Augmenter les apports en protéines

Les protéines soutiennent la masse musculaire et prolongent la satiété. Œufs, légumineuses, poisson, yaourt grec, fromage blanc — à chaque repas, pas seulement le soir.

Prendre soin du sommeil

Un sommeil insuffisant dérègle les hormones de la faim. Chambre fraîche, horaires réguliers, limiter les écrans le soir — ces gestes simples ont un impact direct sur l’appétit et l’énergie.

Réduire le stress chronique

Le cortisol favorise le stockage abdominal. Respiration, activité physique, charge mentale allégée — ces ajustements agissent directement sur ce mécanisme hormonal.

Bouger davantage au quotidien

Pas nécessairement plus de sport — mais plus de mouvement en général. Marche, escaliers, déplacements à pied. Ces micro-habitudes s’accumulent et compensent la baisse imperceptible d’activité.
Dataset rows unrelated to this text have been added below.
//! Upstream failure handling for both provider types.

use std::io::Write;
use std::time::Duration;

use eth_network_client::{InfuraNetwork, NetworkClient, RetryConfig, RpcError};
use mockito::{Matcher, Server, ServerGuard};
use serde_json::{Value, json};

use crate::{block_number_mock, custom_client, infura_client, init_tracing, result_mock};

async fn status_mock(server: &mut ServerGuard, method: &str, status: usize, hits: usize) -> mockito::Mock {
    server
        .mock("POST", "/")
        .match_body(Matcher::PartialJson(json!({ "method": method })))
        .with_status(status)
        .with_body("upstream says no")
        .expect(hits)
        .create_async()
        .await
}

async fn gas_price(client: &NetworkClient) -> Result<Value, RpcError> {
    client.provider().send("eth_gasPrice", vec![]).await
}

async fn with_block_number(server: &mut ServerGuard) -> mockito::Mock {
    block_number_mock(server, "0x10").create_async().await
}

// ============================================================================
// Status classification
// ============================================================================

#[tokio::test]
async fn test_405_is_method_not_available() {
    for infura in [false, true] {
        let mut server = Server::new_async().await;
        let _block = with_block_number(&mut server).await;
        let gas = status_mock(&mut server, "eth_gasPrice", 405, 1).await;

        let client = if infura { infura_client(&server) } else { custom_client(&server) };
        let err = gas_price(&client).await.unwrap_err();

        assert_eq!(err, RpcError::MethodNotAvailable, "infura={infura}");
        gas.assert_async().await;
    }
}

#[tokio::test]
async fn test_infura_429_is_rate_limited() {
    let mut server = Server::new_async().await;
    let _block = with_block_number(&mut server).await;
    let gas = status_mock(&mut server, "eth_gasPrice", 429, 1).await;

    let err = gas_price(&infura_client(&server)).await.unwrap_err();

    assert!(err.is_rate_limited());
    gas.assert_async().await;
}

#[tokio::test]
async fn test_custom_418_is_rate_limited_and_429_is_not() {
    let mut server = Server::new_async().await;
    let _block = with_block_number(&mut server).await;
    let gas = status_mock(&mut server, "eth_gasPrice", 418, 1).await;
    let fees = status_mock(&mut server, "eth_maxPriorityFeePerGas", 429, 1).await;

    let client = custom_client(&server);
    assert_eq!(gas_price(&client).await.unwrap_err(), RpcError::RateLimited);
    assert_eq!(
        client
            .provider()
            .send("eth_maxPriorityFeePerGas", vec![])
            .await
            .unwrap_err(),
        RpcError::NonSuccessStatus { status: 429 }
    );
    gas.assert_async().await;
    fees.assert_async().await;
}

#[tokio::test]
async fn test_infura_other_status_surfaces_body() {
    let mut server = Server::new_async().await;
    let _block = with_block_number(&mut server).await;
    let gas = status_mock(&mut server, "eth_gasPrice", 500, 1).await;

    let err = gas_price(&infura_client(&server)).await.unwrap_err();

    assert_eq!(
        err,
        RpcError::Upstream {
            body: "upstream says no".to_string()
        }
    );
    gas.assert_async().await;
}

// ============================================================================
// Retry exhaustion
// ============================================================================

#[tokio::test]
async fn test_custom_503_exhaustion_is_empty_response() {
    let mut server = Server::new_async().await;
    let _block = with_block_number(&mut server).await;
    let gas = status_mock(&mut server, "eth_gasPrice", 503, 5).await;

    let err = gas_price(&custom_client(&server)).await.unwrap_err();

    assert!(err.is_empty_response());
    assert!(err.to_string().contains("eth_gasPrice"));
    gas.assert_async().await;
}

#[tokio::test]
async fn test_infura_504_exhaustion_is_retries_exhausted() {
    let mut server = Server::new_async().await;
    let _block = with_block_number(&mut server).await;
    let gas = status_mock(&mut server, "eth_gasPrice", 504, 5).await;

    let err = gas_price(&infura_client(&server)).await.unwrap_err();

    assert!(err.is_retries_exhausted());
    assert!(err.to_string().contains("Gateway timeout"));
    gas.assert_async().await;
}

#[tokio::test]
async fn test_infura_retries_malformed_body() {
    let mut server = Server::new_async().await;
    let _block = with_block_number(&mut server).await;
    let gas = server
        .mock("POST", "/")
        .match_body(Matcher::PartialJson(json!({ "method": "eth_gasPrice" })))
        .with_status(200)
        .with_body("<html>not json</html>")
        .expect(5)
        .create_async()
        .await;

    let err = gas_price(&infura_client(&server)).await.unwrap_err();

    assert!(err.is_retries_exhausted());
    assert!(err.to_string().contains("SyntaxError"));
    gas.assert_async().await;
}

#[tokio::test]
async fn test_slow_upstream_times_out_and_is_retried() {
    init_tracing();
    let mut server = Server::new_async().await;
    let _slow = server
        .mock("POST", "/")
        .match_body(Matcher::PartialJson(json!({ "method": "eth_sendRawTransaction" })))
        .with_status(200)
        .with_chunked_body(|w| {
            std::thread::sleep(Duration::from_millis(200));
            w.write_all(br#"{"jsonrpc":"2.0","id":1,"result":"0xhash"}"#)
        })
        .create_async()
        .await;

    let client = NetworkClient::infura(InfuraNetwork::Mainnet, "test-project")
        .unwrap()
        .rpc_endpoint(server.url())
        .request_timeout(Duration::from_millis(20))
        .retry_config(RetryConfig {
            max_attempts: 2,
            initial_delay_ms: 1,
            max_delay_ms: 1,
            empty_result_max_attempts: 1,
        })
        .build()
        .unwrap();

    let err = client
        .provider()
        .send("eth_sendRawTransaction", vec![json!("0xsigned")])
        .await
        .unwrap_err();

    // Infura retries timeouts and reports the last one on exhaustion.
    assert!(err.is_retries_exhausted());
    assert!(err.to_string().contains("ETIMEDOUT"));
}

// ============================================================================
// JSON-RPC errors and empty results
// ============================================================================

#[tokio::test]
async fn test_json_rpc_error_is_not_retried() {
    let mut server = Server::new_async().await;
    let _block = with_block_number(&mut server).await;
    let call = server
        .mock("POST", "/")
        .match_body(Matcher::PartialJson(json!({ "method": "eth_call" })))
        .with_status(200)
        .with_body(
            json!({
                "jsonrpc": "2.0",
                "id": 1,
                "error": { "code": 3, "message": "execution reverted", "data": "0x08c379a0" }
            })
            .to_string(),
        )
        .expect(1)
        .create_async()
        .await;

    let err = infura_client(&server)
        .provider()
        .send("eth_call", vec![json!({ "to": "0xabc" }), json!("latest")])
        .await
        .unwrap_err();

    assert_eq!(
        err,
        RpcError::Rpc {
            code: 3,
            message: "execution reverted".to_string(),
            data: Some(json!("0x08c379a0")),
        }
    );
    call.assert_async().await;
}

#[tokio::test]
async fn test_infura_empty_latest_result_is_returned_once() {
    let mut server = Server::new_async().await;
    let _block = with_block_number(&mut server).await;
    let balance = result_mock(
        &mut server,
        json!({ "method": "eth_getBalance", "params": ["0xabc", "0x10"] }),
        Value::Null,
    )
    .expect(1)
    .create_async()
    .await;

    let result = infura_client(&server)
        .provider()
        .send("eth_getBalance", vec![json!("0xabc"), json!("latest")])
        .await
        .unwrap();

    assert_eq!(result, Value::Null);
    balance.assert_async().await;
}

#[tokio::test]
async fn test_infura_empty_result_at_known_block_is_retried() {
    let mut server = Server::new_async().await;
    let _block = with_block_number(&mut server).await;
    let block = result_mock(
        &mut server,
        json!({ "method": "eth_getBlockByNumber", "params": ["0x8", false] }),
        Value::Null,
    )
    .expect(3)
    .create_async()
    .await;

    let err = infura_client(&server)
        .provider()
        .send("eth_getBlockByNumber", vec![json!("0x8"), json!(false)])
        .await
        .unwrap_err();

    assert_eq!(err, RpcError::EmptyRetriesExhausted);
    block.assert_async().await;
}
Ce que ces changements ne signifient pas

Comprendre les mécanismes biologiques n’est pas une invitation à se battre contre son corps. Ce n’est pas non plus une fatalité. C’est une invitation à adapter ses habitudes avec bienveillance — pas à se restreindre sévèrement ou à s’épuiser.

Les chiffres sur la balance ne disent pas tout. La composition corporelle, le niveau d’énergie, la qualité du sommeil, la force musculaire — ce sont des indicateurs souvent plus pertinents que le poids seul. Retrouver de l’énergie après 40 ans passe souvent par là — avant même de penser à perdre du poids.